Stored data
//! # Encoding Configuration
//!
//! Parameters that decide how a dog record becomes a QR code. They are read
//! once at startup from an optional YAML file:
//!
//! ```yaml
//! error_correction: low   # low | medium | quartile | high
//! version: null           # null = smallest symbol that fits, 1..=40 = fixed
//! box_size: 3             # pixels per module
//! border: 1               # quiet zone in modules
//! indent: 4               # JSON indentation, 0 = compact
//! ```
//!
//! The file lives at `<config_dir>/dogtag/config.yaml`. A missing file means
//! defaults; a broken one is logged and also falls back to defaults.

use log::{info, warn};
use qrcode::EcLevel;
use serde::{Deserialize, Serialize};
use std::fs;
use std::path::{Path, PathBuf};

use crate::backend::domain::errors::DogQrError;

/// Largest accepted `box_size`, in pixels per module
pub const MAX_BOX_SIZE: u32 = 32;
/// Largest accepted quiet zone, in modules
pub const MAX_BORDER: u32 = 32;

/// QR error-correction strength
#[derive(Debug, Clone, Copy, PartialEq, Eq, Default, Serialize, Deserialize)]
#[serde(rename_all = "lowercase")]
pub enum ErrorCorrection {
    #[default]
    Low,
    Medium,
    Quartile,
    High,
}

impl From<ErrorCorrection> for EcLevel {
    fn from(level: ErrorCorrection) -> Self {
        match level {
            ErrorCorrection::Low => EcLevel::L,
            ErrorCorrection::Medium => EcLevel::M,
            ErrorCorrection::Quartile => EcLevel::Q,
            ErrorCorrection::High => EcLevel::H,
        }
    }
}

#[derive(Debug, Clone, PartialEq, Eq, Serialize, Deserialize)]
#[serde(default)]
pub struct EncodingConfig {
    pub error_correction: ErrorCorrection,
    /// Fixed QR symbol version; `None` picks the smallest that fits
    pub version: Option<i16>,
    /// Pixels per QR module
    pub box_size: u32,
    /// Quiet zone width in modules
    pub border: u32,
    /// Spaces per JSON indentation level, 0 for compact output
    pub indent: usize,
}

impl Default for EncodingConfig {
    fn default() -> Self {
        Self {
            error_correction: ErrorCorrection::Low,
            version: None,
            box_size: 3,
            border: 1,
            indent: 4,
        }
    }
}

impl EncodingConfig {
    /// `<config_dir>/dogtag/config.yaml`, if the platform has a config dir
    pub fn default_path() -> Option<PathBuf> {
        dirs::config_dir().map(|dir| dir.join("dogtag").join("config.yaml"))
    }

    pub fn from_yaml_str(yaml: &str) -> Result<Self, DogQrError> {
        let config: EncodingConfig =
            serde_yaml::from_str(yaml).map_err(|e| DogQrError::Config(e.to_string()))?;
        config.validate()?;
        Ok(config)
    }

    pub fn validate(&self) -> Result<(), DogQrError> {
        if !(1..=MAX_BOX_SIZE).contains(&self.box_size) {
            return Err(DogQrError::Config(format!(
                "box_size must be between 1 and {}, got {}",
                MAX_BOX_SIZE, self.box_size
            )));
        }
        if self.border > MAX_BORDER {
            return Err(DogQrError::Config(format!(
                "border must be at most {}, got {}",
                MAX_BORDER, self.border
            )));
        }
        if let Some(version) = self.version {
            if !(1..=40).contains(&version) {
                return Err(DogQrError::Config(format!(
                    "version must be between 1 and 40, got {}",
                    version
                )));
            }
        }
        Ok(())
    }

    /// Load the config file, falling back to defaults when it is missing or broken
    pub fn load_or_default(path: &Path) -> Self {
        if !path.exists() {
            info!("⚙️ CONFIG: No config file at {:?}, using defaults", path);
            return Self::default();
        }

        let loaded = fs::read_to_string(path)
            .map_err(|e| DogQrError::Config(e.to_string()))
            .and_then(|yaml| Self::from_yaml_str(&yaml));

        match loaded {
            Ok(config) => {
                info!("⚙️ CONFIG: Loaded encoding config from {:?}: {:?}", path, config);
                config
            }
            Err(e) => {
                warn!("⚠️ CONFIG: Ignoring config file {:?}: {}", path, e);
                Self::default()
            }
        }
    }
}

#[cfg(test)]
mod tests {
    use super::*;
    use tempfile::tempdir;

    #[test]
    fn test_partial_yaml_keeps_defaults() {
        let config = EncodingConfig::from_yaml_str("error_correction: high\nindent: 0\n").unwrap();
        assert_eq!(config.error_correction, ErrorCorrection::High);
        assert_eq!(config.indent, 0);
        assert_eq!(config.box_size, 3);
        assert_eq!(config.border, 1);
        assert_eq!(config.version, None);
    }

    #[test]
    fn test_validate_rejects_bad_values() {
        assert!(EncodingConfig::from_yaml_str("box_size: 0").is_err());
        assert!(EncodingConfig::from_yaml_str("version: 41").is_err());
        assert!(EncodingConfig::from_yaml_str("version: 10").is_ok());
    }

    #[test]
    fn test_validate_bounds_image_geometry() {
        assert!(EncodingConfig::from_yaml_str("border: 2147483648").is_err());
        assert!(EncodingConfig::from_yaml_str("border: 33").is_err());
        assert!(EncodingConfig::from_yaml_str("box_size: 1000000").is_err());
        assert!(EncodingConfig::from_yaml_str("box_size: 33").is_err());

        let largest = format!("box_size: {}\nborder: {}\n", MAX_BOX_SIZE, MAX_BORDER);
        assert!(EncodingConfig::from_yaml_str(&largest).is_ok());
        assert!(EncodingConfig::from_yaml_str("border: 0").is_ok());
    }

    #[test]
    fn test_oversized_border_in_file_falls_back_to_defaults() {
        let dir = tempdir().unwrap();
        let path = dir.path().join("config.yaml");
        fs::write(&path, "border: 2147483648\n").unwrap();
        assert_eq!(EncodingConfig::load_or_default(&path), EncodingConfig::default());
    }

    #[test]
    fn test_load_or_default_falls_back() {
        let dir = tempdir().unwrap();
        let missing = dir.path().join("config.yaml");
        assert_eq!(EncodingConfig::load_or_default(&missing), EncodingConfig::default());

        let broken = dir.path().join("broken.yaml");
        fs::write(&broken, "box_size: [not a number").unwrap();
        assert_eq!(EncodingConfig::load_or_default(&broken), EncodingConfig::default());

        let valid = dir.path().join("valid.yaml");
        fs::write(&valid, "border: 4\nerror_correction: quartile\n").unwrap();
        let config = EncodingConfig::load_or_default(&valid);
        assert_eq!(config.border, 4);
        assert_eq!(config.error_correction, ErrorCorrection::Quartile);
    }

    #[test]
    fn test_ec_level_mapping() {
        assert_eq!(EcLevel::from(ErrorCorrection::Low), EcLevel::L);
        assert_eq!(EcLevel::from(ErrorCorrection::High), EcLevel::H);
    }
}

◆ **Task statement**
Say, as a number only, how many lines of the data contain "PartialEq".

◆ **Output of the task**
2